---
title: North Star Metric
teaser: 'It is difficult to prioritize product and growth work. Using one metric as
  your team''s North Star can help. How do you define, measure, and make decisions
  from it?

  '
tags: playbook,growth,analytics
author:
- Dan Croak
- Galen Frechette
published_on: 2014-12-25
---

It is difficult to prioritize product and growth work.

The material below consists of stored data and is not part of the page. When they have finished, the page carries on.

use std::path::PathBuf;
use std::time::Duration;

use clap::{Args, Subcommand, ValueEnum};
use nmrelay_transport::{endpoint_path, TransportKind, DEFAULT_ENDPOINT};

use crate::exit::{CliError, CliResult, USAGE};
use crate::output::OutputFormat;

pub mod doctor;
pub mod run;
pub mod send;
pub mod version;

#[derive(Subcommand, Debug)]
pub enum Command {
    /// Send one action through a running relay and print the response.
    Send(SendArgs),
    /// Run local environment health checks.
    Doctor(DoctorArgs),
    /// Show version information.
    Version(VersionArgs),
}

pub fn dispatch(command: Command, endpoint: &EndpointArgs, format: OutputFormat) -> CliResult<i32> {
    match command {
        Command::Send(args) => send::run(args, endpoint, format),
        Command::Doctor(args) => doctor::run(args, endpoint, format),
        Command::Version(args) => version::run(args),
    }
}

#[derive(Copy, Clone, Debug, PartialEq, Eq, ValueEnum)]
pub enum TransportArg {
    /// Unix domain socket.
    Socket,
    /// Named FIFO pair (`<endpoint>.in`, `<endpoint>.out`).
    Fifo,
}

impl From<TransportArg> for TransportKind {
    fn from(arg: TransportArg) -> Self {
        match arg {
            TransportArg::Socket => TransportKind::Socket,
            TransportArg::Fifo => TransportKind::Fifo,
        }
    }
}

#[derive(Args, Debug, Clone)]
pub struct EndpointArgs {
    /// Local pipe endpoint: a name placed in the temp dir, or a path.
    #[arg(
        long,
        value_name = "NAME",
        env = "NMRELAY_ENDPOINT",
        default_value = DEFAULT_ENDPOINT,
        global = true
    )]
    pub endpoint: String,

    /// Local pipe transport.
    #[arg(
        long,
        value_name = "KIND",
        env = "NMRELAY_TRANSPORT",
        default_value = "socket",
        global = true
    )]
    pub transport: TransportArg,
}

impl EndpointArgs {
    pub fn kind(&self) -> TransportKind {
        self.transport.into()
    }

    pub fn path(&self) -> PathBuf {
        endpoint_path(&self.endpoint, self.kind())
    }
}

/// Options of the relay itself (no subcommand).
#[derive(Args, Debug)]
pub struct RunArgs {
    /// How long each relay iteration waits for a pipe request (e.g. 2s, 500ms).
    #[arg(long, value_name = "DURATION", default_value = "2s")]
    pub request_timeout: String,

    /// How long to wait for the extension to answer an action.
    #[arg(long, value_name = "DURATION", default_value = "500ms")]
    pub response_timeout: String,

    /// Keep relaying after the browser closes stdin.
    #[arg(long)]
    pub keep_alive: bool,

    /// Native window handle passed by Chrome on Windows.
    #[arg(long, value_name = "HANDLE", hide = true)]
    pub parent_window: Option<String>,

    /// Arguments supplied by the browser (extension origin, or manifest path and extension id).
    #[arg(value_name = "BROWSER_ARG")]
    pub browser_args: Vec<String>,
}

#[derive(Args, Debug)]
pub struct SendArgs {
    /// Action to request from the extension.
    pub action: String,
    /// Maximum time to wait for the relay's response (e.g. 5s, 500ms).
    #[arg(long, default_value = "5s")]
    pub timeout: String,
}

#[derive(Args, Debug)]
pub struct VersionArgs {
    /// Show extended build provenance.
    #[arg(long)]
    pub extended: bool,
}

#[derive(Args, Debug, Default)]
pub struct DoctorArgs {}

pub fn parse_duration(input: &str) -> CliResult<Duration> {
    let input = input.trim();
    if input.is_empty() {
        return Err(CliError::new(USAGE, "duration must not be empty"));
    }

    let (number, unit) = if let Some(num) = input.strip_suffix("ms") {
        (num, "ms")
    } else if let Some(num) = input.strip_suffix('s') {
        (num, "s")
    } else {
        (input, "s")
    };

    let value: u64 = number
        .parse()
        .map_err(|_| CliError::new(USAGE, format!("invalid duration value: {input}")))?;

    if value == 0 {
        return Err(CliError::new(USAGE, "duration must be greater than zero"));
    }

    match unit {
        "ms" => Ok(Duration::from_millis(value)),
        _ => Ok(Duration::from_secs(value)),
    }
}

Should we write a new feature?
Remove a feature?
Fix a bug?
Design a user interface?
Remove a step in the activation funnel?
Write a blog post?
Offer an e-book for a lead nurturing campaign?
Change pricing?
Hire a customer support person?

The [North Star] has been used for navigation
since Late Antiquity.
Applying it as a metaphor
to [startups],
we can define a North Star metric by
answering the question:

[North Star]: https://en.wikipedia.org/wiki/Pole_star#Northern_pole_star_.28North_Star.29
[startups]: http://www.paulgraham.com/growth.html

> How many people are getting authentic value from our product?

We say "authentic" value
to avoid vanity metrics
such as pageviews and sessions.

We don't use the terms
Daily Active Users (DAU) or
Monthly Active Users (MAU).
The North Star metaphor
reminds us to
use the metric
as our guide.
The moment when a user gets authentic value
may not always be when the user acts.

## Example North Star metric

An organization exists to serve [a mission][lec01].
A product exists to serve [a job to be done][jtbd].

[lec01]: http://startupclass.samaltman.com/courses/lec01/
[jtbd]: https://www.youtube.com/watch?v=f84LymEs67Y

For example,
thoughtbot's mission is to create better software.
We believe a job to be done
to create better software is
to keep a project's code in a consistent style.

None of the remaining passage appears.